One question: I noticed that the justification is leaving too much space between the words. My guess is that has something to do with the contrains of fitting some different formatting (like the font) on a page with no flow. And this will be solve in InDesign when there is flow among the pages. Is this correct?
By @Ira Glunts
Hard to say without seeing it, but one thing to check is the integrity of text that was generated by optical character recognition. In whatever software you’re editing in (InDesign, Word…), make invisible characters visible and check between printable characters for invisible extra spaces or unexpected characters that might be affecting justification. Also, you might check the font that’s applied and make sure it has professional metrics, and isn’t corrupted. A good professional font should have great spacing right away.
If all of that seems fine but the justfication still doesn’t look good when you flow it onto pages in InDesign, then you can start inspecting justification and composition settings in InDesign, as shown in the picture below.
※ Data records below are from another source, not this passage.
//! Skylight: the scheduling and messaging core of a browser window global
//!
//! Skylight implements the parts of the `Window` object that are small
//! state machines rather than plain data access: `window.open`,
//! `postMessage`, idle callbacks and animation frame callbacks. Everything
//! they depend on (the task queue, the URL parser, the structured clone
//! codec, navigables) is consumed through narrow interfaces with in-memory
//! default implementations.
//!
//! # Quick Start
//!
//! ```no_run
//! use std::rc::Rc;
//! use skylight::{EventLoop, NavigableRegistry, Value, WindowConfig};
//!
//! fn main() -> skylight::Result<()> {
//!     let event_loop = Rc::new(EventLoop::new());
//!     let registry = NavigableRegistry::new(event_loop.clone(), WindowConfig::default());
//!     let window = registry.create_top_level("https://example.com/")?;
//!
//!     if let Some(popup) = window.open("about:blank", "_blank", "width=400")? {
//!         popup.post_message(&window, &Value::from("hello"), "*", &[])?;
//!     }
//!     event_loop.run_until_idle();
//!     Ok(())
//! }
//! ```
//!
//! # Module Overview
//!
//! | Category | Modules |
//! |----------|---------|
//! | **Window** | [`window`] (open, messaging, idle, animation, events) |
//! | **Collaborators** | [`event_loop`], [`origin`], [`navigable`], [`runtime`] |
//! | **Support** | [`config`], [`error`](Error), [`prelude`] |
#![allow(clippy::new_without_default)]

pub mod config;
pub mod event_loop;
pub mod navigable;
pub mod origin;
pub mod prelude;
pub mod runtime;
pub mod window;

mod error;

pub use config::WindowConfig;
pub use error::{messages, Error, ErrorKind, Result};
pub use event_loop::{EventLoop, TaskSource};
pub use navigable::{Navigable, NavigableRegistry, WindowType};
pub use runtime::{ObjectKind, Value};
pub use window::Window;

/// Skylight version
pub const VERSION: &str = env!("CARGO_PKG_VERSION");
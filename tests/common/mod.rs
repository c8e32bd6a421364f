//! Shared test helpers for integration tests

use std::cell::RefCell;
use std::rc::Rc;

use skylight::window::{event_types, EventListener, MessageEvent};
use skylight::{EventLoop, NavigableRegistry, Window, WindowConfig};

/// An event loop with a registry of navigables on top of it
pub struct Session {
    pub event_loop: Rc<EventLoop>,
    pub registry: Rc<NavigableRegistry>,
}

impl Session {
    pub fn new() -> Self {
        Self::with_config(WindowConfig::default())
    }

    pub fn with_config(config: WindowConfig) -> Self {
        let event_loop = Rc::new(EventLoop::with_config(&config));
        let registry = NavigableRegistry::new(event_loop.clone(), config);
        Self {
            event_loop,
            registry,
        }
    }

    /// Open a top-level window showing `url`
    pub fn window(&self, url: &str) -> Rc<Window> {
        self.registry
            .create_top_level(url)
            .unwrap_or_else(|e| panic!("failed to create window at {}: {}", url, e))
    }

    pub fn run(&self) -> usize {
        self.event_loop.run_until_idle().tasks_run
    }
}

/// A shared, append-only log for callbacks to write into
pub type Log<T> = Rc<RefCell<Vec<T>>>;

pub fn new_log<T>() -> Log<T> {
    Rc::new(RefCell::new(Vec::new()))
}

/// Record every "message" and "messageerror" event fired at `window`
#[allow(dead_code)]
pub fn record_messages(window: &Rc<Window>) -> Log<MessageEvent> {
    let events = new_log();
    for event_type in [event_types::MESSAGE, event_types::MESSAGE_ERROR] {
        let events = events.clone();
        window.add_event_listener(
            event_type,
            EventListener::new(move |event| {
                events.borrow_mut().push(event.clone());
                Ok(())
            }),
        );
    }
    events
}
//! `window.open`

use std::rc::Rc;

use tracing::debug;

use super::features::tokenize_features;
use super::popup::{check_if_a_popup_window_is_requested, parse_boolean_feature};
use super::Window;
use crate::error::{messages, Error, Result};
use crate::navigable::{NavigateParams, ReferrerPolicy, WindowType};
use crate::origin::{self, Url};

impl Window {
    /// Open `url` in the navigable named `target`.
    ///
    /// Returns the target's window, or `None` when nothing was opened or the
    /// result must not be exposed to the caller (noopener). Fails with a
    /// SyntaxError if `url` cannot be resolved, and with a navigation error
    /// if the navigable refuses to start navigating.
    pub fn open(
        self: &Rc<Self>,
        url: &str,
        target: &str,
        features: &str,
    ) -> Result<Option<Rc<Window>>> {
        if self.event_loop().termination_nesting_level() != 0 {
            debug!(target: "skylight::open", window = self.id(), "open during termination");
            return Ok(None);
        }

        let target = if target.is_empty() { "_blank" } else { target };

        let mut features = tokenize_features(features);
        let mut no_opener = features
            .remove("noopener")
            .is_some_and(|value| parse_boolean_feature(&value));
        let no_referrer = features
            .remove("noreferrer")
            .is_some_and(|value| parse_boolean_feature(&value));

        let mut referrer_policy = ReferrerPolicy::EmptyString;
        if no_referrer {
            no_opener = true;
            referrer_policy = ReferrerPolicy::NoReferrer;
        }

        let Some(source) = self.navigable() else {
            debug!(target: "skylight::open", window = self.id(), "window has no navigable");
            return Ok(None);
        };

        let chosen = source.choose_a_navigable(target, no_opener);
        let Some(target_navigable) = chosen.navigable else {
            debug!(target: "skylight::open", target_name = target, "no navigable chosen");
            return Ok(None);
        };

        match chosen.window_type {
            WindowType::NewUnrestricted | WindowType::NewNoOpener => {
                target_navigable.set_is_popup(check_if_a_popup_window_is_requested(&features));

                let url_record = if url.is_empty() {
                    origin::about_blank()?
                } else {
                    self.resolve_url(url)?
                };

                if origin::url_matches_about_blank(&url_record) {
                    target_navigable.perform_url_and_history_update(&url_record);
                } else {
                    target_navigable.navigate(self.navigate_params(url_record, referrer_policy))?;
                }
            }
            WindowType::ExistingTarget => {
                if !url.is_empty() {
                    let url_record = self.resolve_url(url)?;
                    target_navigable.navigate(self.navigate_params(url_record, referrer_policy))?;
                }
                if !no_opener {
                    target_navigable.set_opener(self);
                }
            }
        }

        debug!(
            target: "skylight::open",
            window = self.id(),
            target_name = target,
            window_type = ?chosen.window_type,
            no_opener,
            "opened"
        );

        if no_opener || chosen.window_type == WindowType::NewNoOpener {
            return Ok(None);
        }
        Ok(target_navigable.active_window())
    }

    fn resolve_url(&self, url: &str) -> Result<Url> {
        let base = self.document_url();
        self.url_resolver()
            .parse_url(url, Some(&base))
            .ok_or_else(|| Error::syntax_error(messages::invalid_url(url)))
    }

    fn navigate_params(&self, url: Url, referrer_policy: ReferrerPolicy) -> NavigateParams {
        let referrer = match referrer_policy {
            ReferrerPolicy::NoReferrer => None,
            ReferrerPolicy::EmptyString => Some(self.document_url()),
        };
        NavigateParams {
            url,
            initiator_origin: self.origin(),
            referrer,
            referrer_policy,
        }
    }
}
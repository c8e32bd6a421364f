//! Event Loop Implementation
//!
//! A single shared task queue with strict FIFO semantics. Every queued task
//! carries a source tag for diagnostics and filtering; the tag never changes
//! execution order. The loop also owns the virtual clock, the idle deadline
//! function and the termination nesting level consulted by `window.open`.

use crate::config::WindowConfig;
use rustc_hash::FxHashMap;
use std::cell::RefCell;
use std::collections::VecDeque;
use std::fmt;
use tracing::{trace, warn};

/// Steps run by a task
pub type TaskSteps = Box<dyn FnOnce()>;

/// Task source tags
#[derive(Debug, Clone, Copy, PartialEq, Eq, Hash)]
pub enum TaskSource {
    /// Deferred `postMessage` delivery
    PostedMessage,
    /// "invoke idle callbacks" steps
    IdleTask,
    /// Navigation and history steps
    Navigation,
    /// User interaction events
    UserInteraction,
    /// Anything else
    Generic,
}

impl TaskSource {
    pub fn as_str(&self) -> &'static str {
        match self {
            TaskSource::PostedMessage => "posted-message",
            TaskSource::IdleTask => "idle-task",
            TaskSource::Navigation => "navigation",
            TaskSource::UserInteraction => "user-interaction",
            TaskSource::Generic => "generic",
        }
    }
}

impl fmt::Display for TaskSource {
    fn fmt(&self, f: &mut fmt::Formatter<'_>) -> fmt::Result {
        f.write_str(self.as_str())
    }
}

/// A queued unit of work
pub struct Task {
    /// Unique task ID
    pub id: u64,
    /// Source tag
    pub source: TaskSource,
    steps: TaskSteps,
}

impl fmt::Debug for Task {
    fn fmt(&self, f: &mut fmt::Formatter<'_>) -> fmt::Result {
        f.debug_struct("Task")
            .field("id", &self.id)
            .field("source", &self.source)
            .finish_non_exhaustive()
    }
}

/// Result of draining the queue via `run_until_idle()`
#[derive(Debug, Clone, Default, PartialEq, Eq)]
pub struct RunResult {
    /// Number of tasks that were dequeued and run
    pub tasks_run: usize,
    /// Whether the drain stopped because it hit `max_tasks_per_drain`
    pub budget_exhausted: bool,
}

/// Runtime statistics for the event loop
#[derive(Clone, Debug, Default)]
pub struct EventLoopStats {
    /// Total tasks queued
    pub total_tasks_queued: u64,
    /// Total tasks run
    pub total_tasks_run: u64,
    /// Tasks run, per source
    pub tasks_run_by_source: FxHashMap<TaskSource, u64>,
    /// Longest the queue has been
    pub max_queue_length: usize,
}

struct EventLoopState {
    /// Pending tasks, in queue order
    task_queue: VecDeque<Task>,
    /// Next task ID
    next_task_id: u64,
    /// Current virtual time in milliseconds
    virtual_time: f64,
    /// Deadline set by the embedder for the current idle period
    idle_deadline: Option<f64>,
    /// Virtual time at which the current idle period began
    idle_period_start: Option<f64>,
    /// Idle period length used when no explicit deadline is set
    max_idle_period: f64,
    /// Nonzero while unload/termination steps are running
    termination_nesting_level: u32,
    /// Starvation guard for `run_until_idle`
    max_tasks_per_drain: usize,
    stats: EventLoopStats,
}

/// The event loop shared by every window of an agent
pub struct EventLoop {
    state: RefCell<EventLoopState>,
}

impl Default for EventLoop {
    fn default() -> Self {
        Self::new()
    }
}

impl EventLoop {
    /// Create a new event loop with default settings
    pub fn new() -> Self {
        Self::with_config(&WindowConfig::default())
    }

    /// Create an event loop using the scheduling settings of `config`
    pub fn with_config(config: &WindowConfig) -> Self {
        Self {
            state: RefCell::new(EventLoopState {
                task_queue: VecDeque::new(),
                next_task_id: 1,
                virtual_time: 0.0,
                idle_deadline: None,
                idle_period_start: None,
                max_idle_period: config.max_idle_period_ms,
                termination_nesting_level: 0,
                max_tasks_per_drain: config.max_tasks_per_drain,
                stats: EventLoopStats::default(),
            }),
        }
    }

    /// Get current virtual time
    pub fn current_time(&self) -> f64 {
        self.state.borrow().virtual_time
    }

    /// Advance virtual time
    pub fn advance_time(&self, ms: f64) {
        self.state.borrow_mut().virtual_time += ms;
    }

    /// Set (or clear) the deadline of the current idle period
    pub fn set_idle_deadline(&self, deadline: Option<f64>) {
        self.state.borrow_mut().idle_deadline = deadline;
    }

    /// Begin an idle period at the current time
    pub fn begin_idle_period(&self) {
        let mut state = self.state.borrow_mut();
        state.idle_period_start = Some(state.virtual_time);
    }

    /// The idle deadline function: the explicit deadline if the embedder set
    /// one, otherwise one maximum idle period after the current period began.
    /// Before any period has begun the deadline is one period from now.
    pub fn compute_deadline(&self) -> f64 {
        let state = self.state.borrow();
        if let Some(deadline) = state.idle_deadline {
            return deadline;
        }
        state.idle_period_start.unwrap_or(state.virtual_time) + state.max_idle_period
    }

    /// Current termination nesting level
    pub fn termination_nesting_level(&self) -> u32 {
        self.state.borrow().termination_nesting_level
    }

    /// Enter termination steps (unload, page hide, ...)
    pub fn increment_termination_nesting_level(&self) {
        self.state.borrow_mut().termination_nesting_level += 1;
    }

    /// Leave termination steps
    pub fn decrement_termination_nesting_level(&self) {
        let mut state = self.state.borrow_mut();
        state.termination_nesting_level = state.termination_nesting_level.saturating_sub(1);
    }

    /// Append a task to the end of the queue and return its ID
    pub fn queue_task(&self, source: TaskSource, steps: impl FnOnce() + 'static) -> u64 {
        let mut state = self.state.borrow_mut();
        let id = state.next_task_id;
        state.next_task_id += 1;

        state.task_queue.push_back(Task {
            id,
            source,
            steps: Box::new(steps),
        });
        state.stats.total_tasks_queued += 1;
        let len = state.task_queue.len();
        if len > state.stats.max_queue_length {
            state.stats.max_queue_length = len;
        }

        trace!(target: "skylight::event_loop", task = id, %source, "queued task");
        id
    }

    /// Check if the queue has any pending task
    pub fn has_pending_tasks(&self) -> bool {
        !self.state.borrow().task_queue.is_empty()
    }

    /// Number of pending tasks
    pub fn pending_task_count(&self) -> usize {
        self.state.borrow().task_queue.len()
    }

    /// Source tags of the pending tasks, in queue order
    pub fn pending_sources(&self) -> Vec<TaskSource> {
        self.state
            .borrow()
            .task_queue
            .iter()
            .map(|task| task.source)
            .collect()
    }

    /// Run the oldest pending task. Returns false if the queue was empty.
    ///
    /// The queue is not borrowed while the task runs, so task steps may
    /// queue further tasks.
    pub fn run_next_task(&self) -> bool {
        let task = self.state.borrow_mut().task_queue.pop_front();
        let Some(task) = task else {
            return false;
        };

        trace!(
            target: "skylight::event_loop",
            task = task.id,
            source = %task.source,
            "running task"
        );
        (task.steps)();

        let mut state = self.state.borrow_mut();
        state.stats.total_tasks_run += 1;
        *state.stats.tasks_run_by_source.entry(task.source).or_insert(0) += 1;
        true
    }

    /// Run tasks until the queue is empty or the drain budget is spent.
    /// Tasks queued while draining are run in the same drain.
    pub fn run_until_idle(&self) -> RunResult {
        let budget = self.state.borrow().max_tasks_per_drain;
        let mut result = RunResult::default();

        while self.run_next_task() {
            result.tasks_run += 1;
            if result.tasks_run >= budget && self.has_pending_tasks() {
                warn!(
                    target: "skylight::event_loop",
                    budget,
                    pending = self.pending_task_count(),
                    "stopped draining task queue after hitting the budget"
                );
                result.budget_exhausted = true;
                break;
            }
        }

        result
    }

    /// Drop every pending task
    pub fn clear(&self) {
        self.state.borrow_mut().task_queue.clear();
    }

    /// Snapshot of the runtime statistics
    pub fn stats(&self) -> EventLoopStats {
        self.state.borrow().stats.clone()
    }
}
In the Paragraph panel, if you applied a justification option from the row of icons across the top, note that there are four different justification options among the nine icons for alignment and justification there — make sure the justification type that’s applied is the one you intended.
Also double-check any letter or word spacing that’s applied independently of justification, to make sure it’s set to zero or whatever you intend.
As in PageMaker and Word, standardize paragraph formatting using paragraph styles so that justification and other typography is automatically kept consistent throughout the entire book.
The control over typography in InDesign is superior to what was available in PageMaker.